Copy each line of the records that contains the word "usize".

Provided data START

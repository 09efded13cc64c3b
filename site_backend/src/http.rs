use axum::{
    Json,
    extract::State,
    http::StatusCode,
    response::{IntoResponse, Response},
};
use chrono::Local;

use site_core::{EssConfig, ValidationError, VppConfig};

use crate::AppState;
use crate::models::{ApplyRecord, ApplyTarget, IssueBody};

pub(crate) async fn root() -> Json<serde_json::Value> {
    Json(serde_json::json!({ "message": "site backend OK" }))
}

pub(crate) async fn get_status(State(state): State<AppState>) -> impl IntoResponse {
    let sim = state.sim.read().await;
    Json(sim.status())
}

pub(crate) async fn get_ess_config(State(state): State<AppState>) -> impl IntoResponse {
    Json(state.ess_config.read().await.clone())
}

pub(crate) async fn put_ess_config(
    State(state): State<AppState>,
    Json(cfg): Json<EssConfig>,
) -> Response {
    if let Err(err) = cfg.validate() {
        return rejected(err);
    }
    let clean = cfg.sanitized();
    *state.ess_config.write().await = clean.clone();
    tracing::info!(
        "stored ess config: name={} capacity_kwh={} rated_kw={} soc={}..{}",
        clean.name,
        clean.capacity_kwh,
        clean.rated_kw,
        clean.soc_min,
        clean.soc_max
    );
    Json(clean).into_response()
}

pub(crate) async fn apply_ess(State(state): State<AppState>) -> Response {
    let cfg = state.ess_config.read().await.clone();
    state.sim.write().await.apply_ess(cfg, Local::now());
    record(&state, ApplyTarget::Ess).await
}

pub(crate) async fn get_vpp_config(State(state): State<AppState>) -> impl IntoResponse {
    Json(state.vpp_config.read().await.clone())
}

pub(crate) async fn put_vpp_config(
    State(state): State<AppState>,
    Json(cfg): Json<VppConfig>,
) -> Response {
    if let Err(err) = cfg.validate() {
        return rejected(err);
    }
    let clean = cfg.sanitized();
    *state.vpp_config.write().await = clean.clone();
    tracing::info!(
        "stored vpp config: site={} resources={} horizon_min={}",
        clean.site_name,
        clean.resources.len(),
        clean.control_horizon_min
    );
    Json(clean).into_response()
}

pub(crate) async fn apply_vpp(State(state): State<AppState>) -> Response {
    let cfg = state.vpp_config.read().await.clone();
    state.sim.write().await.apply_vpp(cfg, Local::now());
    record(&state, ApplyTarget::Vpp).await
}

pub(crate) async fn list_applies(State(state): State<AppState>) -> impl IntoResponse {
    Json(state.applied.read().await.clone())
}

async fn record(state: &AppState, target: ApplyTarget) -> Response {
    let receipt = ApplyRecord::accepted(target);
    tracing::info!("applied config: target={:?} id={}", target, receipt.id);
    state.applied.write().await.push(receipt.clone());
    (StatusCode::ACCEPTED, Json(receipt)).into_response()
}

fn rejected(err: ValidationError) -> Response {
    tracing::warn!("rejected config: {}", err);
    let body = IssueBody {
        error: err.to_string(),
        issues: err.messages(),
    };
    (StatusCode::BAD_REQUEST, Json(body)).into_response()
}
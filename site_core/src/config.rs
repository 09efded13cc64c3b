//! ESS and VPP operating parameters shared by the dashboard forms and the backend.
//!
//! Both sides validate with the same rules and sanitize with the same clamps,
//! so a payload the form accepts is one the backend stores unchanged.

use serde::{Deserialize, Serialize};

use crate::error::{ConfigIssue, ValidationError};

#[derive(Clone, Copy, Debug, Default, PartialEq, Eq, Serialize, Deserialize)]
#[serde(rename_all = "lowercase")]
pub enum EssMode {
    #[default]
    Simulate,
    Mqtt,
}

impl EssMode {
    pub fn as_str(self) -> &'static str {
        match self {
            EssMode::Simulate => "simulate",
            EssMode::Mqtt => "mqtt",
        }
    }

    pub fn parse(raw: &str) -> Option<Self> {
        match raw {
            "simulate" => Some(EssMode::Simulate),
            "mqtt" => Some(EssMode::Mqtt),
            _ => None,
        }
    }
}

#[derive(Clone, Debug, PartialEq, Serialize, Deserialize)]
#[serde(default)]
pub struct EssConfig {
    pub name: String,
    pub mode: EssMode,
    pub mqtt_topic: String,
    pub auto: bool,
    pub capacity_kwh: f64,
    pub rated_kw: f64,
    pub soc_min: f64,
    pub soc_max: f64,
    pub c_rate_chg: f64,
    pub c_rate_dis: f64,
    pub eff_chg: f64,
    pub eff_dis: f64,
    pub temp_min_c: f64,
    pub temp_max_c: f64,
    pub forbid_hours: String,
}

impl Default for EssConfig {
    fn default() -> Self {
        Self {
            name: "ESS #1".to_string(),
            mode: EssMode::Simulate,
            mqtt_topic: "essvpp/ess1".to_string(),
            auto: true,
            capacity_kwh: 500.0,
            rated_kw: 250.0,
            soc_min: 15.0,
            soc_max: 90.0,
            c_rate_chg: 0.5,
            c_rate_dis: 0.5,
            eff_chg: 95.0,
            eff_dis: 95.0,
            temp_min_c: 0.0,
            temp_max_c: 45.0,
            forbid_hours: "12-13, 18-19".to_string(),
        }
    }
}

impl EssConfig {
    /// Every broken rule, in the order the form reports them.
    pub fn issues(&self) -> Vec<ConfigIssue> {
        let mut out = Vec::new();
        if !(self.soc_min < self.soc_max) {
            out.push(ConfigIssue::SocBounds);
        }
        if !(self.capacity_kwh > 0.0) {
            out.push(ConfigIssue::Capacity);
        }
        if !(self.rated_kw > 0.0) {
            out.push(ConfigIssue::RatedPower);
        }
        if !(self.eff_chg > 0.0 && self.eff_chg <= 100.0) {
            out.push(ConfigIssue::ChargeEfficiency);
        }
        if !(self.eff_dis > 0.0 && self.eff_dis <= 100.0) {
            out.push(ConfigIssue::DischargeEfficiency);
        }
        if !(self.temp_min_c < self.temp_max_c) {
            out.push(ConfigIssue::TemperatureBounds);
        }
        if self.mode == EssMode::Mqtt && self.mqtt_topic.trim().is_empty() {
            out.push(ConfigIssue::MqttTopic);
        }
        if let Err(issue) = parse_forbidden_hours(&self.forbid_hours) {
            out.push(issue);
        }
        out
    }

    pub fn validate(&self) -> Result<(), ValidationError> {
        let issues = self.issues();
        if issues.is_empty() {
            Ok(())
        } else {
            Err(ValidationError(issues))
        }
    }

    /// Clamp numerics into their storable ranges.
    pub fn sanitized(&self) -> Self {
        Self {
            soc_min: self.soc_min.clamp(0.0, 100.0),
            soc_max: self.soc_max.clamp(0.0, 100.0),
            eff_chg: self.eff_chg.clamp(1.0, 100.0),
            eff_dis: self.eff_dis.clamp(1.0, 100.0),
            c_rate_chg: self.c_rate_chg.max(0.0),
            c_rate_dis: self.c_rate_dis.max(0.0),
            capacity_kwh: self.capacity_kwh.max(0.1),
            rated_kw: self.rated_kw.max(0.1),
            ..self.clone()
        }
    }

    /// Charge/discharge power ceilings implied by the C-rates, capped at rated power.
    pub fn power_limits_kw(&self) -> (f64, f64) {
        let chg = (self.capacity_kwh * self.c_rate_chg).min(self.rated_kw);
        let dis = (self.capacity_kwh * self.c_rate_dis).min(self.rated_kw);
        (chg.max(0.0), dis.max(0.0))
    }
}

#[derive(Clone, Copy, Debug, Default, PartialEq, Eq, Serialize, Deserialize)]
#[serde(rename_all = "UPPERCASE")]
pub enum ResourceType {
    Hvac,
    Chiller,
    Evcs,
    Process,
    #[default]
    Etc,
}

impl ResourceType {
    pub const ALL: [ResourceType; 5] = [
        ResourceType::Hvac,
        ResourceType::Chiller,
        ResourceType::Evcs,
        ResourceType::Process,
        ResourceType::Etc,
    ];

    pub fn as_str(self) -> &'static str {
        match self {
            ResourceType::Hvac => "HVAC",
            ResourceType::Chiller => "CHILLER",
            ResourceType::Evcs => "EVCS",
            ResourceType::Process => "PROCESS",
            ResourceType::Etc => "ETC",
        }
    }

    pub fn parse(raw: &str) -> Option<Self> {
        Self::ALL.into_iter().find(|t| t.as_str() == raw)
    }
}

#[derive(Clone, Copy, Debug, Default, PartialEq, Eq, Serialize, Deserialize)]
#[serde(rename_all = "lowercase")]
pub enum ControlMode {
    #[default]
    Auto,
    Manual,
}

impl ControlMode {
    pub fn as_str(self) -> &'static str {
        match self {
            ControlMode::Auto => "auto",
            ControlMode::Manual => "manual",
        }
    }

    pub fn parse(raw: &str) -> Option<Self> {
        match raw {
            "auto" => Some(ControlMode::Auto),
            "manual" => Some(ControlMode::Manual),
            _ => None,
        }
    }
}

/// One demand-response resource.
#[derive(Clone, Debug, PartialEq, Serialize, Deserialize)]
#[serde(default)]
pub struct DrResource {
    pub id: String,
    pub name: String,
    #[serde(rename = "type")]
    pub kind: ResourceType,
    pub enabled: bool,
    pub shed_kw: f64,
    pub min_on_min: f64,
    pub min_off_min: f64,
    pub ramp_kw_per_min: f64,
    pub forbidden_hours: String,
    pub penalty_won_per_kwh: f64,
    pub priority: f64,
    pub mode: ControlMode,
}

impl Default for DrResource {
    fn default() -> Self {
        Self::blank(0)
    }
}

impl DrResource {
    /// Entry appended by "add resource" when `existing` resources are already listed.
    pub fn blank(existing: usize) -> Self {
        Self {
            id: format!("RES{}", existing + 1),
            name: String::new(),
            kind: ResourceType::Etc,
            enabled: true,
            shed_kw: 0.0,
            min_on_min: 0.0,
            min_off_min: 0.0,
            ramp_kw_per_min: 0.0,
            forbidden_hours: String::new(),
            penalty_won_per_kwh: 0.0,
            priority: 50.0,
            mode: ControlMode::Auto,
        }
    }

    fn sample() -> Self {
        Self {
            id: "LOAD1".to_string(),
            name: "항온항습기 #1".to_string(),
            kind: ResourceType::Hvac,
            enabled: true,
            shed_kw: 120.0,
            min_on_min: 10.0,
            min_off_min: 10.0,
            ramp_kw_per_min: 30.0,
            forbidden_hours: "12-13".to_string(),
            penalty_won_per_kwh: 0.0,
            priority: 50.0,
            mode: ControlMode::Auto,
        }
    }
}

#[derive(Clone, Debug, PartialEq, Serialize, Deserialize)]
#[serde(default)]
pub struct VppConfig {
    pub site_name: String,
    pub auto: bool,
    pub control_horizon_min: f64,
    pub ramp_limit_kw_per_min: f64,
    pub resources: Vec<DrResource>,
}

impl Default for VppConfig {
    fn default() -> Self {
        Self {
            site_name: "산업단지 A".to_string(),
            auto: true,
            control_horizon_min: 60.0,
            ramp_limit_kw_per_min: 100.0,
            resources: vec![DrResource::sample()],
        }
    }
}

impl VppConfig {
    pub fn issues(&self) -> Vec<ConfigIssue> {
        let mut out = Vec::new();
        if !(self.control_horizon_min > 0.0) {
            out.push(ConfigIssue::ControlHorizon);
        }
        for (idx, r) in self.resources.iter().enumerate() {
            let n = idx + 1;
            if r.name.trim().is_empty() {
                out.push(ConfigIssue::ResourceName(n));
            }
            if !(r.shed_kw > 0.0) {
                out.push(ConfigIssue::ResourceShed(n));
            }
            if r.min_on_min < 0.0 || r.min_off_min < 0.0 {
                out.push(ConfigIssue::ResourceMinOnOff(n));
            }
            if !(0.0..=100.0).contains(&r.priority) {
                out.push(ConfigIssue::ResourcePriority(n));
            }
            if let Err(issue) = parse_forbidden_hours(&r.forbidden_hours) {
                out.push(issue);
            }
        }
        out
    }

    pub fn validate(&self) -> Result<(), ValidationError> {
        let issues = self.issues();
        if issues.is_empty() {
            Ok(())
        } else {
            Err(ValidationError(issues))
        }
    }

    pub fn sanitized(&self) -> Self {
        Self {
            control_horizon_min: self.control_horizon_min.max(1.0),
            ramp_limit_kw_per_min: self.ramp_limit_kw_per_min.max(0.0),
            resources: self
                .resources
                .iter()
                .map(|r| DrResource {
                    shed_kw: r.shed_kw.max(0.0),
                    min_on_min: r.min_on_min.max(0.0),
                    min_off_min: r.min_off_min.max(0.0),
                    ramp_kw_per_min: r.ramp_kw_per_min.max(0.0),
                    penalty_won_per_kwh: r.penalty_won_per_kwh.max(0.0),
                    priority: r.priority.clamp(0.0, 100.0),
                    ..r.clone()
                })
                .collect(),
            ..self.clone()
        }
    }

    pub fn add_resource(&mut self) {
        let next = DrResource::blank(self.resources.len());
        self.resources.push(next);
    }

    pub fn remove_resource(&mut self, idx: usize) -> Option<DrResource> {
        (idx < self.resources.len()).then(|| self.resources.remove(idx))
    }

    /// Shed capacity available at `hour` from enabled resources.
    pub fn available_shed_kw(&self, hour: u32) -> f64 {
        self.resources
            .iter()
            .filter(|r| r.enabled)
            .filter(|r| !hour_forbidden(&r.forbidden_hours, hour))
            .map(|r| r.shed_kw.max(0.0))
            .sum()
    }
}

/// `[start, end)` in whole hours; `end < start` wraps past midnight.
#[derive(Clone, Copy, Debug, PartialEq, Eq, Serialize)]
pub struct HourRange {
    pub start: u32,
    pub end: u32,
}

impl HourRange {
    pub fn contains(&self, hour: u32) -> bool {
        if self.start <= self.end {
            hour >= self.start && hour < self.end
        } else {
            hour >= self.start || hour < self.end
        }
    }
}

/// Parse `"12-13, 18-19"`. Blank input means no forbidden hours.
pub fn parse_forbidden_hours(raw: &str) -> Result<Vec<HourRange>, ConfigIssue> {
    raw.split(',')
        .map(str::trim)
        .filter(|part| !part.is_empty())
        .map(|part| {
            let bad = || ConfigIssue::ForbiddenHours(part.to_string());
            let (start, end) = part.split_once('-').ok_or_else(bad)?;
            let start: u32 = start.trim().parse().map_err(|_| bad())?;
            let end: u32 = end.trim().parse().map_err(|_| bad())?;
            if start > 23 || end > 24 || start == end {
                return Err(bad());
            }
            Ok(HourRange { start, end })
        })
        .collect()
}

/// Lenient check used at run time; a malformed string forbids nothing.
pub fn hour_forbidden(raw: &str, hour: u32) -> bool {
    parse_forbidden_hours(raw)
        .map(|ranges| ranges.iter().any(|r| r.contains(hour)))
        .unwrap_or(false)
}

Provided data END

▸ **Exercise result**
    pub fn blank(existing: usize) -> Self {
    pub fn remove_resource(&mut self, idx: usize) -> Option<DrResource> {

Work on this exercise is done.